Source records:
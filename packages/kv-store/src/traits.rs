//! The transaction trait.

use std::sync::Arc;

use crate::{KvError, Op, OpResponse};

/// Submit a batch of operations as one atomic transaction.
///
/// Implementations must apply either every operation or none of them, and
/// must return exactly one `OpResponse` per `Op`, in submission order. The
/// batch is unconditional: there is no compare guard.
///
/// Takes `&self` so one handle can serve concurrent callers; whatever
/// synchronization that needs is the implementation's business.
///
/// # Object Safety
///
/// This trait is object-safe: you can use `Box<dyn Transact>`.
pub trait Transact: Send + Sync {
    /// Apply `ops` atomically.
    ///
    /// # Returns
    ///
    /// * `Ok(responses)` - One response per op, same order.
    /// * `Err(KvError)` - Nothing was applied.
    fn transact(&self, ops: &[Op]) -> Result<Vec<OpResponse>, KvError>;
}

// Blanket implementations for references and smart pointers

impl<T: Transact + ?Sized> Transact for &T {
    fn transact(&self, ops: &[Op]) -> Result<Vec<OpResponse>, KvError> {
        (**self).transact(ops)
    }
}

impl<T: Transact + ?Sized> Transact for Box<T> {
    fn transact(&self, ops: &[Op]) -> Result<Vec<OpResponse>, KvError> {
        self.as_ref().transact(ops)
    }
}

impl<T: Transact + ?Sized> Transact for Arc<T> {
    fn transact(&self, ops: &[Op]) -> Result<Vec<OpResponse>, KvError> {
        self.as_ref().transact(ops)
    }
}

#[cfg(test)]
mod tests {
    use super::*;
    use std::sync::Mutex;

    /// Records every batch it sees and answers puts only.
    struct RecordingStore {
        batches: Mutex<Vec<Vec<Op>>>,
    }

    impl Transact for RecordingStore {
        fn transact(&self, ops: &[Op]) -> Result<Vec<OpResponse>, KvError> {
            self.batches.lock().unwrap().push(ops.to_vec());
            Ok(ops.iter().map(|_| OpResponse::Put).collect())
        }
    }

    #[test]
    fn object_safety_works() {
        let store = RecordingStore {
            batches: Mutex::new(Vec::new()),
        };
        let boxed: Box<dyn Transact> = Box::new(store);

        let responses = boxed.transact(&[Op::put("/a", "1")]).unwrap();
        assert_eq!(responses, vec![OpResponse::Put]);
    }

    #[test]
    fn shared_handle_works() {
        let store = Arc::new(RecordingStore {
            batches: Mutex::new(Vec::new()),
        });
        let by_ref = &store;

        by_ref.transact(&[Op::put("/a", "1")]).unwrap();
        store.transact(&[Op::put("/b", "2"), Op::put("/c", "3")]).unwrap();

        let batches = store.batches.lock().unwrap();
        assert_eq!(batches.len(), 2);
        assert_eq!(batches[1].len(), 2);
    }
}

BRIEF: What you return must match the data word for word.

RESPONSE BOX:
filename packages/kv-store/src/traits.rs
//! The transaction trait.

use std::sync::Arc;

use crate::{KvError, Op, OpResponse};

/// Submit a batch of operations as one atomic transaction.
///
/// Implementations must apply either every operation or none of them, and
/// must return exactly one `OpResponse` per `Op`, in submission order. The
/// batch is unconditional: there is no compare guard.
///
/// Takes `&self` so one handle can serve concurrent callers; whatever
/// synchronization that needs is the implementation's business.
///
/// # Object Safety
///
/// This trait is object-safe: you can use `Box<dyn Transact>`.
pub trait Transact: Send + Sync {
    /// Apply `ops` atomically.
    ///
    /// # Returns
    ///
    /// * `Ok(responses)` - One response per op, same order.
    /// * `Err(KvError)` - Nothing was applied.
    fn transact(&self, ops: &[Op]) -> Result<Vec<OpResponse>, KvError>;
}

// Blanket implementations for references and smart pointers

impl<T: Transact + ?Sized> Transact for &T {
    fn transact(&self, ops: &[Op]) -> Result<Vec<OpResponse>, KvError> {
        (**self).transact(ops)
    }
}

impl<T: Transact + ?Sized> Transact for Box<T> {
    fn transact(&self, ops: &[Op]) -> Result<Vec<OpResponse>, KvError> {
        self.as_ref().transact(ops)
    }
}

impl<T: Transact + ?Sized> Transact for Arc<T> {
    fn transact(&self, ops: &[Op]) -> Result<Vec<OpResponse>, KvError> {
        self.as_ref().transact(ops)
    }
}

#[cfg(test)]
mod tests {
    use super::*;
    use std::sync::Mutex;

    /// Records every batch it sees and answers puts only.
    struct RecordingStore {
        batches: Mutex<Vec<Vec<Op>>>,
    }

    impl Transact for RecordingStore {
        fn transact(&self, ops: &[Op]) -> Result<Vec<OpResponse>, KvError> {
            self.batches.lock().unwrap().push(ops.to_vec());
            Ok(ops.iter().map(|_| OpResponse::Put).collect())
        }
    }

    #[test]
    fn object_safety_works() {
        let store = RecordingStore {
            batches: Mutex::new(Vec::new()),
        };
        let boxed: Box<dyn Transact> = Box::new(store);

        let responses = boxed.transact(&[Op::put("/a", "1")]).unwrap();
        assert_eq!(responses, vec![OpResponse::Put]);
    }

    #[test]
    fn shared_handle_works() {
        let store = Arc::new(RecordingStore {
            batches: Mutex::new(Vec::new()),
        });
        let by_ref = &store;

        by_ref.transact(&[Op::put("/a", "1")]).unwrap();
        store.transact(&[Op::put("/b", "2"), Op::put("/c", "3")]).unwrap();

        let batches = store.batches.lock().unwrap();
        assert_eq!(batches.len(), 2);
        assert_eq!(batches[1].len(), 2);
    }
}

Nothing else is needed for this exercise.